From: Christoph Hormann
Subject: Re: concept to visualization II
Date: 21 Aug 2000 04:14:02
Message: <39A0E4EC.EA4F8595@schunter.etc.tu-bs.de>
Matt Giwer wrote:
> 
[...]
> 
>         If you know any programming at all this should be easy to change
> to your interests. Don't forget to post interesting things.
> Remember not to go negative or greater than 257.

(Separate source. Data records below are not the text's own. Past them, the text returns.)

pub mod http;

use std::collections::{BTreeMap, HashMap};

use async_trait::async_trait;
use chrono::{DateTime, Utc};
use serde::{Deserialize, Serialize};

use crate::error::EchomapError;
use crate::SampleId;

pub use http::FreesoundClient;

/// Known-popular sample used when the seed lookup fails on a cold start.
pub const FALLBACK_SEED: SampleId = 2523;

/// Maximum IDs per batched filter query.
pub const MAX_BATCH_IDS: usize = 150;

/// Field set for full-mode metadata refresh. `original_filename` and `md5`
/// are filter-only upstream and are deliberately absent. `description` is
/// never requested: the license URL suffices for attribution.
pub const FULL_FIELDS: &[&str] = &[
    "id",
    "url",
    "name",
    "tags",
    "geotag",
    "created",
    "license",
    "type",
    "channels",
    "filesize",
    "bitrate",
    "bitdepth",
    "duration",
    "samplerate",
    "username",
    "pack",
    "download",
    "bookmark",
    "previews",
    "images",
    "num_downloads",
    "avg_rating",
    "num_ratings",
    "rate",
    "comments",
    "num_comments",
    "comment",
    "similar_sounds",
    "analysis",
];

/// Per-sample attributes as stored in the metadata cache.
///
/// Wire-format quirks (pack URLs, nested preview objects) are normalized by
/// the HTTP client before a record reaches any caller. Fields the upstream
/// may add later land in `extra` instead of being dropped.
#[derive(Debug, Clone, PartialEq, Serialize, Deserialize)]
pub struct SampleRecord {
    pub id: SampleId,
    #[serde(default)]
    pub name: String,
    #[serde(default)]
    pub duration: f64,
    #[serde(default)]
    pub filesize: u64,
    #[serde(default)]
    pub username: String,
    #[serde(default)]
    pub pack: Option<String>,
    #[serde(default)]
    pub tags: Vec<String>,
    #[serde(default)]
    pub license: String,
    #[serde(default)]
    pub preview_url: Option<String>,
    #[serde(default)]
    pub num_downloads: u64,
    #[serde(default)]
    pub avg_rating: f64,
    #[serde(default)]
    pub num_ratings: u64,
    #[serde(default)]
    pub collected_at: Option<DateTime<Utc>>,
    #[serde(default)]
    pub last_existence_check_at: Option<DateTime<Utc>>,
    #[serde(default)]
    pub last_metadata_update_at: Option<DateTime<Utc>>,
    #[serde(default)]
    pub priority_score: f64,
    #[serde(flatten)]
    pub extra: BTreeMap<String, serde_json::Value>,
}

impl SampleRecord {
    /// Minimal record for tests and id-only batch responses.
    pub fn bare(id: SampleId) -> Self {
        Self {
            id,
            name: String::new(),
            duration: 0.0,
            filesize: 0,
            username: String::new(),
            pack: None,
            tags: Vec::new(),
            license: String::new(),
            preview_url: None,
            num_downloads: 0,
            avg_rating: 0.0,
            num_ratings: 0,
            collected_at: None,
            last_existence_check_at: None,
            last_metadata_update_at: None,
            priority_score: 0.0,
            extra: BTreeMap::new(),
        }
    }

    /// A sample with no stored bytes does not exist as audio; such records
    /// are rejected at ingest and flagged as corruption at load.
    pub fn is_valid(&self) -> bool {
        self.filesize > 0
    }
}

/// Outcome of a single-sample fetch. Not-found and transient trouble are
/// ordinary values here; only authentication failures and programmer errors
/// surface as `Err`.
#[derive(Debug)]
pub enum FetchOutcome {
    Found(Box<SampleRecord>),
    NotFound,
    Transient(String),
}

/// A similar-sound hit with its similarity weight in [0, 1].
#[derive(Debug, Clone)]
pub struct SimilarHit {
    pub record: SampleRecord,
    pub weight: f64,
}

#[derive(Debug)]
pub enum SimilarOutcome {
    Found(Vec<SimilarHit>),
    NotFound,
    Transient(String),
}

/// Outcome of a batched existence/refresh query. A successful response maps
/// every surviving ID to its (possibly id-only) record; requested IDs absent
/// from the map no longer exist upstream.
#[derive(Debug)]
pub enum BatchOutcome {
    Found(HashMap<SampleId, SampleRecord>),
    Transient(String),
}

/// Typed surface over the upstream sound API. The crawler and validator
/// depend on this trait so tests can script responses without a network.
#[async_trait]
pub trait SoundApi: Send + Sync {
    /// One search call returning the single most-downloaded sample ID.
    async fn search_most_downloaded(&self) -> Result<SampleId, EchomapError>;

    async fn fetch_sample(&self, id: SampleId) -> Result<FetchOutcome, EchomapError>;

    async fn fetch_similar(
        &self,
        id: SampleId,
        page_size: u32,
    ) -> Result<SimilarOutcome, EchomapError>;

    /// Batched existence/refresh query over at most [`MAX_BATCH_IDS`] IDs.
    async fn batch_validate(
        &self,
        ids: &[SampleId],
        fields: &[&str],
    ) -> Result<BatchOutcome, EchomapError>;
}

#[cfg(test)]
mod tests {
    use super::*;

    #[test]
    fn full_fields_shape() {
        assert_eq!(FULL_FIELDS.len(), 29);
        assert!(!FULL_FIELDS.contains(&"original_filename"));
        assert!(!FULL_FIELDS.contains(&"md5"));
        assert!(!FULL_FIELDS.contains(&"description"));
    }

    #[test]
    fn record_round_trips_through_json() {
        let mut record = SampleRecord::bare(17);
        record.name = "rain on tent".into();
        record.filesize = 20_480;
        record.tags = vec!["rain".into(), "field-recording".into()];
        record
            .extra
            .insert("samplerate".into(), serde_json::json!(48000));

        let blob = serde_json::to_string(&record).unwrap();
        let back: SampleRecord = serde_json::from_str(&blob).unwrap();
        assert_eq!(back, record);
        assert_eq!(back.extra["samplerate"], serde_json::json!(48000));
    }

    #[test]
    fn zero_filesize_is_invalid() {
        let mut record = SampleRecord::bare(5);
        assert!(!record.is_valid());
        record.filesize = 1;
        assert!(record.is_valid());
    }

    #[test]
    fn id_only_record_deserializes() {
        let record: SampleRecord = serde_json::from_str(r#"{"id": 42}"#).unwrap();
        assert_eq!(record.id, 42);
        assert!(record.name.is_empty());
    }
}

you mean not greater than 255 ($ff).

> 
>         Yes, I know, p*** poor documentation on the fly. All questions
> will be answered.
> 

Your tga-writer seems quite ugly :-) i mostly use the following record and write
it via TFileStream (Delphi):

   T_TGA_header = packed record
    ID_size: Byte;            { ID-Field                   }
    Palette: Byte;            { 1= Palette exists          }
    Typ: Byte;                { Type (Mono, Color, compr.) }
    Pal_index: Word;         
    Pal_size: Word;          
    Pal_entry_size: Byte;    
    Lx    : Word;            
    Ly    : Word;            
    cX    : Word;             { Width                      }
    cY    : Word;             { Height                     }
    Bppix : Byte;             { Bits per Pixel - 1, 8, 24  }
    Image_des: Byte;          { Image Descriptor Flag      }
   end;

Don't know where i originally got this from but it works just fine.  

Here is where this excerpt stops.